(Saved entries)
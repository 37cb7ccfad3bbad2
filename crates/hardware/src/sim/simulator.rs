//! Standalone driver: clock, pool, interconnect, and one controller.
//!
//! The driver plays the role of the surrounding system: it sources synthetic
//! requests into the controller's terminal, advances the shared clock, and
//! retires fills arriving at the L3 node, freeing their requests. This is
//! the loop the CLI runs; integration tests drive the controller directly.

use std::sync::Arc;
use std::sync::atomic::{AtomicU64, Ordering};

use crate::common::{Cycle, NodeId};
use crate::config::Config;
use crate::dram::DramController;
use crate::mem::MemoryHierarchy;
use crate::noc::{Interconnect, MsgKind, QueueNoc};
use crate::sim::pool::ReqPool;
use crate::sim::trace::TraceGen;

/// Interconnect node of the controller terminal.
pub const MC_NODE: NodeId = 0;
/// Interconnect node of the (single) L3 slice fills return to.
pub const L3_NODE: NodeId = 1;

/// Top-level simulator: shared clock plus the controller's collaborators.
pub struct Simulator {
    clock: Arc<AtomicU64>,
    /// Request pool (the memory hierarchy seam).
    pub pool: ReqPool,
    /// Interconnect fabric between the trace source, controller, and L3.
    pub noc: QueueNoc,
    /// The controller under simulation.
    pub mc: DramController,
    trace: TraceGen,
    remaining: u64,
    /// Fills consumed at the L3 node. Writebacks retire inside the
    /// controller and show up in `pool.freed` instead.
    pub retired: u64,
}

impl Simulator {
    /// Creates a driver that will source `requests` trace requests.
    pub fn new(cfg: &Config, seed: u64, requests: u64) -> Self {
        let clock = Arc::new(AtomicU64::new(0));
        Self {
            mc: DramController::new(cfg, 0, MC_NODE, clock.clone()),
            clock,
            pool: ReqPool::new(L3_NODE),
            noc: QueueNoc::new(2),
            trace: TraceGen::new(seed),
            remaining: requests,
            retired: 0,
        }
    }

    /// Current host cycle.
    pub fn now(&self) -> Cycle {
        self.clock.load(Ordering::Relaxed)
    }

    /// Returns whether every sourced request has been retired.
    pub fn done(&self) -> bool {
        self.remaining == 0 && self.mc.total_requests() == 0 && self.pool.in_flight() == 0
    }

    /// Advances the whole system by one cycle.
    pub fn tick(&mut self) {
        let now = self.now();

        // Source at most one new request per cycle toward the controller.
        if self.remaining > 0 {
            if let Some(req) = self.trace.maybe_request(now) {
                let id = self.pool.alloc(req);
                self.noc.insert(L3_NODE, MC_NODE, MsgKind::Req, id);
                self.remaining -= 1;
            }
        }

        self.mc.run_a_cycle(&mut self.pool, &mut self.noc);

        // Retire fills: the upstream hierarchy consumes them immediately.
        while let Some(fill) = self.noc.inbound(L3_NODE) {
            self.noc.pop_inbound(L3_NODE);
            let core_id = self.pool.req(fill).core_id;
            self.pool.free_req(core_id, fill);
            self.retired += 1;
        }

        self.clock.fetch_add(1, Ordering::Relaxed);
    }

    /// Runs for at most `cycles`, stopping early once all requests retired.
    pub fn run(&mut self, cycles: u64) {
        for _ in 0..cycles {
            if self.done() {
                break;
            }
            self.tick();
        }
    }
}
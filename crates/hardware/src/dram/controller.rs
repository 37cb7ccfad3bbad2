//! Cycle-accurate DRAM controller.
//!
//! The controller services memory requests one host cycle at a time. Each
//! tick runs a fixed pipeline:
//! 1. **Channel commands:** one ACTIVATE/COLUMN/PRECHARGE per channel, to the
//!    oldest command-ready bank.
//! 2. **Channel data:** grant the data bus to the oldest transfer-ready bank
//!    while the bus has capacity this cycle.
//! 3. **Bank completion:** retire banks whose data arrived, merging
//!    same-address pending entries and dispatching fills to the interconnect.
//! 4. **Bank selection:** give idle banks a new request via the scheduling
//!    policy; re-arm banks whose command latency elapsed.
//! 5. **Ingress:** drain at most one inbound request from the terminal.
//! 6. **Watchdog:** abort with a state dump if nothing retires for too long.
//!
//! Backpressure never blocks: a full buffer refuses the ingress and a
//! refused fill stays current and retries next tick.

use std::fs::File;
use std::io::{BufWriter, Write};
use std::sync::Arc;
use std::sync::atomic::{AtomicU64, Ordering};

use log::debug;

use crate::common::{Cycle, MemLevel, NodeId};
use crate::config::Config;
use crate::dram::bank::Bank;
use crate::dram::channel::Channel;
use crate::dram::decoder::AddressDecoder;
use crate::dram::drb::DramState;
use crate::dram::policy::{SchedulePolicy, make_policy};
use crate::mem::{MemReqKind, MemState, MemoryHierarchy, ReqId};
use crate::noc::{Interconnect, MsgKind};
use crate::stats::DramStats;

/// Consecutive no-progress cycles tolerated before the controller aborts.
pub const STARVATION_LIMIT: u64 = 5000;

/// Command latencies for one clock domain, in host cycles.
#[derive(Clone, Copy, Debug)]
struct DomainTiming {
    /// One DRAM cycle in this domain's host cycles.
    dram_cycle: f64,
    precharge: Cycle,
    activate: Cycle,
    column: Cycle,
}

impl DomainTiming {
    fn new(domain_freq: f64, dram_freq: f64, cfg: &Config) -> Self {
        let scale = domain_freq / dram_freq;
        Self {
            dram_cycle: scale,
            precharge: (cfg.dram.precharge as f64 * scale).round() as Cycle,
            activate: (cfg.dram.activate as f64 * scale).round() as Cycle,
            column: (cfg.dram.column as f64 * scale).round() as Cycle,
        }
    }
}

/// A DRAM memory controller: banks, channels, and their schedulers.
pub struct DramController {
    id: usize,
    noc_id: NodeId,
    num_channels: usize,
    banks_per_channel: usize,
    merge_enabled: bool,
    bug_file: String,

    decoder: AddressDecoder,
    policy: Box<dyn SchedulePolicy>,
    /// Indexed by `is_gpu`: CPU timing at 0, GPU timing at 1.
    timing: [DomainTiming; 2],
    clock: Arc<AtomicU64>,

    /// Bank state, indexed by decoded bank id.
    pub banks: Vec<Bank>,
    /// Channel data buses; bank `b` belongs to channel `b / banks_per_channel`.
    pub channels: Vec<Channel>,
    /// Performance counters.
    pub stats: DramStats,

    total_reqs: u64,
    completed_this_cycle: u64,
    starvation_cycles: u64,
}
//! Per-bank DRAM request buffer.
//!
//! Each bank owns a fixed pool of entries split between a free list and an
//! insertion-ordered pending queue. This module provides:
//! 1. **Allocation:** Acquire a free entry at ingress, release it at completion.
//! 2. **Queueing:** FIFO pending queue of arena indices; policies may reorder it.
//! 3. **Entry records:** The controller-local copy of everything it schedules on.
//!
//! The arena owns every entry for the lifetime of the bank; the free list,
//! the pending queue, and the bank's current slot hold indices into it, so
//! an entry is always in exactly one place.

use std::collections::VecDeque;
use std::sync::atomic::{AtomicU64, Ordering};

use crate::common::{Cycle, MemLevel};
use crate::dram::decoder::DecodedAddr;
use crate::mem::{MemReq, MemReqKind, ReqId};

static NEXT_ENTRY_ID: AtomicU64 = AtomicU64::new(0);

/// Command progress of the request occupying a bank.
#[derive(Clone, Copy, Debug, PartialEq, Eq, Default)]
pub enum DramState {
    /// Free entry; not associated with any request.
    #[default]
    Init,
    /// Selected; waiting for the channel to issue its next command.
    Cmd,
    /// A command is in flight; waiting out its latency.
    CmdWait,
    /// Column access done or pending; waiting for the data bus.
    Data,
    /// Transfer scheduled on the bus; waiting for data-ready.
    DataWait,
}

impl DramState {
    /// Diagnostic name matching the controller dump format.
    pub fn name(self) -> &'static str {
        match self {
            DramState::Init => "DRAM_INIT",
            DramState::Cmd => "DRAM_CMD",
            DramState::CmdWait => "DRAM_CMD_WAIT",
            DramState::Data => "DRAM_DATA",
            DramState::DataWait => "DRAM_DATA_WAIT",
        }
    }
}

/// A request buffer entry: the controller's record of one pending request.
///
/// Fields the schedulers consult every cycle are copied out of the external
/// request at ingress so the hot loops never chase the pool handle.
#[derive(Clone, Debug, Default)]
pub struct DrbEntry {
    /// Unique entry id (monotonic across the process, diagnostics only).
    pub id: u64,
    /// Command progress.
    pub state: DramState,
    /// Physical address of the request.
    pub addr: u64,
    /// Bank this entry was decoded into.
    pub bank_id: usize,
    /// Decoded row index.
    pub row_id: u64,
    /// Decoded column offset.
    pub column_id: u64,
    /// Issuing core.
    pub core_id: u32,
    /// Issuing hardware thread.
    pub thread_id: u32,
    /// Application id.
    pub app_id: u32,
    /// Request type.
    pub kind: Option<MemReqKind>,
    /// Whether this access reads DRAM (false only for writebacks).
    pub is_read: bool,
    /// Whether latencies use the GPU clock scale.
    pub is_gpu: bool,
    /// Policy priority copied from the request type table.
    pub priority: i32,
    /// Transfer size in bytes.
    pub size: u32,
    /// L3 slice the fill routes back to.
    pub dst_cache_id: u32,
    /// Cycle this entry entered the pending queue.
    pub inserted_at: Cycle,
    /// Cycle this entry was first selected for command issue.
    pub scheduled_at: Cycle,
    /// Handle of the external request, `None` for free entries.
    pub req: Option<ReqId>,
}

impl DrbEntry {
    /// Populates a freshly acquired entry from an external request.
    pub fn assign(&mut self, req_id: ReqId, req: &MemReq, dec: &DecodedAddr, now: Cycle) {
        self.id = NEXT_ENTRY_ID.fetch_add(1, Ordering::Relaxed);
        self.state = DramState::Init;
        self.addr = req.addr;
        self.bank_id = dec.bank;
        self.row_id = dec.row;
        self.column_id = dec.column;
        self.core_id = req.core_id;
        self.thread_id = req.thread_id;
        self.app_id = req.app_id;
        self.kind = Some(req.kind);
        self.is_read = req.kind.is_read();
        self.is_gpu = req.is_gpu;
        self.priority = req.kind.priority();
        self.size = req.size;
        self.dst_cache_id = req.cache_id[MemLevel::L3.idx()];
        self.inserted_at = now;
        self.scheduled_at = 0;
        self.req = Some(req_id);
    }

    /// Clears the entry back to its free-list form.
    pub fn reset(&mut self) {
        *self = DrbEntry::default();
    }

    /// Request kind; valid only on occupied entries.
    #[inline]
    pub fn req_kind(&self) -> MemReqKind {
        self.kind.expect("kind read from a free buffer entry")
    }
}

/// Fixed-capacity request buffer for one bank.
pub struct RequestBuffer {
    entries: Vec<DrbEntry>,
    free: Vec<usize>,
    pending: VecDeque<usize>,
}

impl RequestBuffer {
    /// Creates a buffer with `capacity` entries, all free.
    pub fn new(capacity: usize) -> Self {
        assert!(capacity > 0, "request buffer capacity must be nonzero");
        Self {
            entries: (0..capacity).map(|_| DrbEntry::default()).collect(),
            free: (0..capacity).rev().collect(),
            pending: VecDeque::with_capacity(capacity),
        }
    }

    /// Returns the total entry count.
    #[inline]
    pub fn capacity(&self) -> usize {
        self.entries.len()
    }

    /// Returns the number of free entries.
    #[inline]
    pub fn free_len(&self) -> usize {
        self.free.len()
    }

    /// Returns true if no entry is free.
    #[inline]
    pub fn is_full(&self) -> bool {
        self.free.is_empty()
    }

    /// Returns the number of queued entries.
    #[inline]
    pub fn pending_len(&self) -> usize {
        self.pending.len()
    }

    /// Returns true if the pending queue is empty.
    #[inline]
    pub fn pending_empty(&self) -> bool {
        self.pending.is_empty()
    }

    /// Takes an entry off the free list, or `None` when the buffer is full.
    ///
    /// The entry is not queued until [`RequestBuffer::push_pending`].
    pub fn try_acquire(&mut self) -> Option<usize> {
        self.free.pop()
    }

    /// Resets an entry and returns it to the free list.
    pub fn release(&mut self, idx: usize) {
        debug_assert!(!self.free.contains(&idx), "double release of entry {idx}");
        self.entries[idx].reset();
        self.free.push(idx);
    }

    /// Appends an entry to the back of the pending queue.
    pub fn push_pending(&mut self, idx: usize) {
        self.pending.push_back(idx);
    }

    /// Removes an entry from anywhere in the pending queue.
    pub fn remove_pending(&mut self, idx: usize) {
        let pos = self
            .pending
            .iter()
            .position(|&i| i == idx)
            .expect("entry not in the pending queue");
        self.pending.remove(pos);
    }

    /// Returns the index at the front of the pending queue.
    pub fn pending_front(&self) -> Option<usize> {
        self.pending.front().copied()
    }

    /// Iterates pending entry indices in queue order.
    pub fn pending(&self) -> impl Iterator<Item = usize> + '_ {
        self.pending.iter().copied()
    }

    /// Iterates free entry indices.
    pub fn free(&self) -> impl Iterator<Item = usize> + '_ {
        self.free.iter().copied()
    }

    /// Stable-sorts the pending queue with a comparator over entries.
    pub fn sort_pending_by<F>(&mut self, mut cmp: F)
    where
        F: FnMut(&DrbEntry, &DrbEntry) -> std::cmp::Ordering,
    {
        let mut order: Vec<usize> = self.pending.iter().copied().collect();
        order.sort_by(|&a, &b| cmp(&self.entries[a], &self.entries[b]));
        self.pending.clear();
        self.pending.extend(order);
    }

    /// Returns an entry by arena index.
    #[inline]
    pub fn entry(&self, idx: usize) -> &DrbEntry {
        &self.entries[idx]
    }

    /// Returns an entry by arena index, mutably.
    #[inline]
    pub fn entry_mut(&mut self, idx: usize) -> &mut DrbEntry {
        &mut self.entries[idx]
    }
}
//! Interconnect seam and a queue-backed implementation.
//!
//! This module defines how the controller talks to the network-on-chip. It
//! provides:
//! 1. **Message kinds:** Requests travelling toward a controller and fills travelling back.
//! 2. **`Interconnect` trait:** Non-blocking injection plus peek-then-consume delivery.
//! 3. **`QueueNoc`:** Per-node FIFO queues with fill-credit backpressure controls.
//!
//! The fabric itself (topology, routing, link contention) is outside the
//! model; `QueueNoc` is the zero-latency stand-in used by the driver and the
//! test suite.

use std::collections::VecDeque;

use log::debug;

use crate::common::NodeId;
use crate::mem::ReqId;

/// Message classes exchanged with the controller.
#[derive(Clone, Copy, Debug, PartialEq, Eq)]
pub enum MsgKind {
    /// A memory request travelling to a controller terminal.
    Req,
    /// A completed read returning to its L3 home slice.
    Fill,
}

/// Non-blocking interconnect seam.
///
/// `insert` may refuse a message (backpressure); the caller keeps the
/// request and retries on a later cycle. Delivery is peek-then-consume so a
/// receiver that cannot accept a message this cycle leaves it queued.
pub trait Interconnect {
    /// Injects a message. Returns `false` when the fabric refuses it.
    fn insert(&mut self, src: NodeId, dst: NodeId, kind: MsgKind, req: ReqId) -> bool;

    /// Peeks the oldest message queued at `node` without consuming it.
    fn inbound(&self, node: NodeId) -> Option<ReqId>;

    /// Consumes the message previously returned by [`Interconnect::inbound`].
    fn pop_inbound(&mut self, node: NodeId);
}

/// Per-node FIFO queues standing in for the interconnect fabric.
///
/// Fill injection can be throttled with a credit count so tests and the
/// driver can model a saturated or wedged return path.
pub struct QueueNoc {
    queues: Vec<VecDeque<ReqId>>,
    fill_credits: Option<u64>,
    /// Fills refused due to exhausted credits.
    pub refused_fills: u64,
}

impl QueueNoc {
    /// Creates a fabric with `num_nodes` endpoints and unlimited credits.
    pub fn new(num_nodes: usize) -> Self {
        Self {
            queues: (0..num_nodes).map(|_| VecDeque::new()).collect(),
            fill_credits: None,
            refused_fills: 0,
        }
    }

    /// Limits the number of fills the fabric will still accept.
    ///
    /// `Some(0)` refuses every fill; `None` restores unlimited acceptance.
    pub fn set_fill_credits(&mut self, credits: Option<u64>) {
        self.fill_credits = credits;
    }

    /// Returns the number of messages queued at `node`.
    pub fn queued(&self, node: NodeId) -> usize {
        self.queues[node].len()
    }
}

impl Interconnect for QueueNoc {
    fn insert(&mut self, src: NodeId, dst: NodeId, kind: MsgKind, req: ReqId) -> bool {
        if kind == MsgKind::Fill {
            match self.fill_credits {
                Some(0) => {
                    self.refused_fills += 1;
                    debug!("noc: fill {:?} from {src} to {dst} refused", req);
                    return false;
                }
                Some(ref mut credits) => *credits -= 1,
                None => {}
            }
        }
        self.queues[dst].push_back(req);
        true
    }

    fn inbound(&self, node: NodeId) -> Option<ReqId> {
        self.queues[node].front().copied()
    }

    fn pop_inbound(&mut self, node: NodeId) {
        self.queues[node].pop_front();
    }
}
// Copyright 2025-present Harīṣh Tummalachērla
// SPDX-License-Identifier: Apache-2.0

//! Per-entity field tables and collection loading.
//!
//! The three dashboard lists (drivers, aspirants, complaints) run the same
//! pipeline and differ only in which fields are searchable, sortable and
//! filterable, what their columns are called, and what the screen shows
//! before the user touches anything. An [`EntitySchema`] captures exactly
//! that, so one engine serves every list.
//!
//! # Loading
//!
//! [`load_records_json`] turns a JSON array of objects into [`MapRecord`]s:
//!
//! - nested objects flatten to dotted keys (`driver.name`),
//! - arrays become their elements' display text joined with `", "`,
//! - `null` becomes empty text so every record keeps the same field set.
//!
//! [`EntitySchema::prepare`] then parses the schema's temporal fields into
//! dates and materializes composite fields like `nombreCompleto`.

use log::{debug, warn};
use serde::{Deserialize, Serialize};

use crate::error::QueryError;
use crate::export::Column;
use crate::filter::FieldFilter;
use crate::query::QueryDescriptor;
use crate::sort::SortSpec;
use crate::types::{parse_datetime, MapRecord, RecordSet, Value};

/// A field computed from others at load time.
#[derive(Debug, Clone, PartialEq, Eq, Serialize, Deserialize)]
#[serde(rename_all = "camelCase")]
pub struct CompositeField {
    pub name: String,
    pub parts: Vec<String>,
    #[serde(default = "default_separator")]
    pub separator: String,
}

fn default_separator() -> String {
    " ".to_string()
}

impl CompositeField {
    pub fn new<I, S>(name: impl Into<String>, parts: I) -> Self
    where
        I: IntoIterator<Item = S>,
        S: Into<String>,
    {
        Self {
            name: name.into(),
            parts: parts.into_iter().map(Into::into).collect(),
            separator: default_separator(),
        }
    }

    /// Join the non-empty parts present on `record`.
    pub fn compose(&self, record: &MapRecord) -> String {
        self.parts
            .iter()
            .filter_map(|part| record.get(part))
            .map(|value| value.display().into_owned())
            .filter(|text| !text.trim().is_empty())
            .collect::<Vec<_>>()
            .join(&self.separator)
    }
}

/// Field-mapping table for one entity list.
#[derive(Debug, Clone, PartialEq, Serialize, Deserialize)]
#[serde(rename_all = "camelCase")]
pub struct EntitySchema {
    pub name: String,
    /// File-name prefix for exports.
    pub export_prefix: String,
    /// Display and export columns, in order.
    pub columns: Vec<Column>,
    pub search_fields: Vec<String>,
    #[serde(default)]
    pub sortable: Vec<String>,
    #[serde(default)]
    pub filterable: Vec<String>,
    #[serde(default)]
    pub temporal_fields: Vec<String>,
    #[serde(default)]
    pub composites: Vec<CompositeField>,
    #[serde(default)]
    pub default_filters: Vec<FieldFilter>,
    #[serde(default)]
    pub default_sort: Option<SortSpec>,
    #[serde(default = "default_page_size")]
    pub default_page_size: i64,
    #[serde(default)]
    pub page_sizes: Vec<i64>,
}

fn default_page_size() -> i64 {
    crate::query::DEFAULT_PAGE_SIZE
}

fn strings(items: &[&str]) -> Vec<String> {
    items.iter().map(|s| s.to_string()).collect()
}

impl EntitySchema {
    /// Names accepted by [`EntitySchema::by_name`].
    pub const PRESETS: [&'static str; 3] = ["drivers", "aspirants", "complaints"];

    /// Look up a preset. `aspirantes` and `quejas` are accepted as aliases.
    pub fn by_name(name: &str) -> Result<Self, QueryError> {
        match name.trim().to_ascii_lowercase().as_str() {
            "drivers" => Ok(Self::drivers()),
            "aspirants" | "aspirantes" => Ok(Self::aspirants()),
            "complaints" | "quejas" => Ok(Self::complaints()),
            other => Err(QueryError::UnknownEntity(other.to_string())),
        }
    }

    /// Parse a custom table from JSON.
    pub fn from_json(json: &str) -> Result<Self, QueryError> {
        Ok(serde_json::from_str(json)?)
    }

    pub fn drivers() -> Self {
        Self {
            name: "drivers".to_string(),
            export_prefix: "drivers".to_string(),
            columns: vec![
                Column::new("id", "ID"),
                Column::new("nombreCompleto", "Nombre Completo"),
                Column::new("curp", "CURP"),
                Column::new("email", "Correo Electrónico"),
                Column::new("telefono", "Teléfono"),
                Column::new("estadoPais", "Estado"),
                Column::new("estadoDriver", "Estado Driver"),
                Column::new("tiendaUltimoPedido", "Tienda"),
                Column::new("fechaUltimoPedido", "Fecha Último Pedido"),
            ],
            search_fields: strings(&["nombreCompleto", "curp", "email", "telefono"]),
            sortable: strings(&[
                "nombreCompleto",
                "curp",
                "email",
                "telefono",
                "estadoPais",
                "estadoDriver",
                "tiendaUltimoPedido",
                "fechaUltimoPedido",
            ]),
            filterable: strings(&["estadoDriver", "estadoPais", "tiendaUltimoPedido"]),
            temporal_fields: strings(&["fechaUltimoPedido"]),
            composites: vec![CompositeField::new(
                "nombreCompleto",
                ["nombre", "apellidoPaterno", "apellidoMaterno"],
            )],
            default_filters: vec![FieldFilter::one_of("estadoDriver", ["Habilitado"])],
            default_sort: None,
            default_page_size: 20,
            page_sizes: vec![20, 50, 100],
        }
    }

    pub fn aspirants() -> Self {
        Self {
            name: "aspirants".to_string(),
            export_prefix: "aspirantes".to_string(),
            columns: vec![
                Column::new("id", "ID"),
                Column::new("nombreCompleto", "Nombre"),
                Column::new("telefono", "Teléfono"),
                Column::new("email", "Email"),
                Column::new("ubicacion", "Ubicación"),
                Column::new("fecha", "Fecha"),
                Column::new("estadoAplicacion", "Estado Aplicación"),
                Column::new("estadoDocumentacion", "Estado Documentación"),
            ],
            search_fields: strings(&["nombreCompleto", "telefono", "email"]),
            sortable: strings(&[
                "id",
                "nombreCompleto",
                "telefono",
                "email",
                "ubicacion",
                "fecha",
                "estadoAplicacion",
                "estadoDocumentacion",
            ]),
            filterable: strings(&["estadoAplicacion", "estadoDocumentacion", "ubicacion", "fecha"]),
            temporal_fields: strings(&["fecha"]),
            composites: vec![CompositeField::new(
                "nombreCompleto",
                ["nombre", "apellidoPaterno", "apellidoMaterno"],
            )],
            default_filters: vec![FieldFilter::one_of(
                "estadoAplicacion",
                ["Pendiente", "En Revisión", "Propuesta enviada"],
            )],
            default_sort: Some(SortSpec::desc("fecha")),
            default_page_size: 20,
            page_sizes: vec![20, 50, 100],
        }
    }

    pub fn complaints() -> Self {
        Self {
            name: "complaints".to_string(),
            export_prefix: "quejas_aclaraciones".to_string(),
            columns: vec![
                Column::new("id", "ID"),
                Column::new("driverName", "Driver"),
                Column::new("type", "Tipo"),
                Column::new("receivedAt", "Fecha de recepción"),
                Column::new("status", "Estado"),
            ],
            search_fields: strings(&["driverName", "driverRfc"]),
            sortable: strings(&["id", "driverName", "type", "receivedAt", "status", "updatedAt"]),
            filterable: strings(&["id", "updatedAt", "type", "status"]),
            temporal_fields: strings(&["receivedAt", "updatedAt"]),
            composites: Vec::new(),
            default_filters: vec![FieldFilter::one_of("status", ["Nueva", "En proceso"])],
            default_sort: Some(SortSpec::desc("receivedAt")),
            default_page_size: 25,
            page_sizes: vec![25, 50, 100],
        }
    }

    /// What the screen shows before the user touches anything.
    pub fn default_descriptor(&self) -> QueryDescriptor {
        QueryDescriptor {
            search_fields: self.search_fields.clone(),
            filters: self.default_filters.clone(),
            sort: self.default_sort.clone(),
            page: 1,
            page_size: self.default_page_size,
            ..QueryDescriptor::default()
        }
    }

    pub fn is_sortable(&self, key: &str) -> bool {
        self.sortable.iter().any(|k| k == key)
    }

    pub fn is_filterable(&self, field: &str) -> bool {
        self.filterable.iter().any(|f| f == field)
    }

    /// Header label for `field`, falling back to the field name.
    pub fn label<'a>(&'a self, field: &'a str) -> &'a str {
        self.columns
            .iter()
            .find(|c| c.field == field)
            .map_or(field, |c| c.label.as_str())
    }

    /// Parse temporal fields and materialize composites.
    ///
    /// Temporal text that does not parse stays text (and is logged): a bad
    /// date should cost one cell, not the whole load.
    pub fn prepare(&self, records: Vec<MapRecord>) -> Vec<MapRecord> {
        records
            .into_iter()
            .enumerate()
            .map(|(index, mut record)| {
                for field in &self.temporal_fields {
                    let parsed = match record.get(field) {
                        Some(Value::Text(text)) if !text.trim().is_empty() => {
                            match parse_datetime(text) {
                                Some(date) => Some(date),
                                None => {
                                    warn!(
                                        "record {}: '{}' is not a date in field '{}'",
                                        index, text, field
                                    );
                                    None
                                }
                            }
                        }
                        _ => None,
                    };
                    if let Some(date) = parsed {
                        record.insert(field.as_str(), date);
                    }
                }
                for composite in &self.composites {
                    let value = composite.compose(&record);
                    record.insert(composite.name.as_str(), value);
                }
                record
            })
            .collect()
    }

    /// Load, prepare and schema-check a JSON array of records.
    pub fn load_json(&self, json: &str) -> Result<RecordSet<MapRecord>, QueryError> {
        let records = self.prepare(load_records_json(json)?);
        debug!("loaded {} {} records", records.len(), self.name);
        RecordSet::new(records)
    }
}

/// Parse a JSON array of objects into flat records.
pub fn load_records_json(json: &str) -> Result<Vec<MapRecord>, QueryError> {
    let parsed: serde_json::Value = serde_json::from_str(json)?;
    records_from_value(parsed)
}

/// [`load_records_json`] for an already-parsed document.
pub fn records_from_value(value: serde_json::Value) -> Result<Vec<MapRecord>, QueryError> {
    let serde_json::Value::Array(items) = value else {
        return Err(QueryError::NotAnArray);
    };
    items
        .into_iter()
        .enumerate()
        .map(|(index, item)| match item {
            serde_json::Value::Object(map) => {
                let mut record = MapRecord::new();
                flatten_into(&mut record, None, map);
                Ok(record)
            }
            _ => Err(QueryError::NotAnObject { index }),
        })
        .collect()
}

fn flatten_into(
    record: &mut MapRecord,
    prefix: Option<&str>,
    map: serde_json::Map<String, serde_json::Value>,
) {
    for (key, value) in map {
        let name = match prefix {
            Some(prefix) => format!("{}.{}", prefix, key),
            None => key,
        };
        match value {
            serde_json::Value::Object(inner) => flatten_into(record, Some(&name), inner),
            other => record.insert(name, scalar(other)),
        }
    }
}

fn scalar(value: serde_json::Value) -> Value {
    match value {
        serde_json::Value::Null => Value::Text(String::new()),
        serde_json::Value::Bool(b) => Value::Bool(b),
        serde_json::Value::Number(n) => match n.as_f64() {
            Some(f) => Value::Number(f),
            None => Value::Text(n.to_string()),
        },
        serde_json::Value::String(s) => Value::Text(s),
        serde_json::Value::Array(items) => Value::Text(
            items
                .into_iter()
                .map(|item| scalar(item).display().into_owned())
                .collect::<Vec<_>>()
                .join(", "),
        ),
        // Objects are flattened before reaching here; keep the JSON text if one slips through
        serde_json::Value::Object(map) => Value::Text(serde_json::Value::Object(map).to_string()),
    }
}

(PROBLEM TO SOLVE):
The answer must be every line of the entries that includes the word "retires".

(TASK RESPONSE):
//! retires fills arriving at the L3 node, freeing their requests. This is
//! 6. **Watchdog:** abort with a state dump if nothing retires for too long.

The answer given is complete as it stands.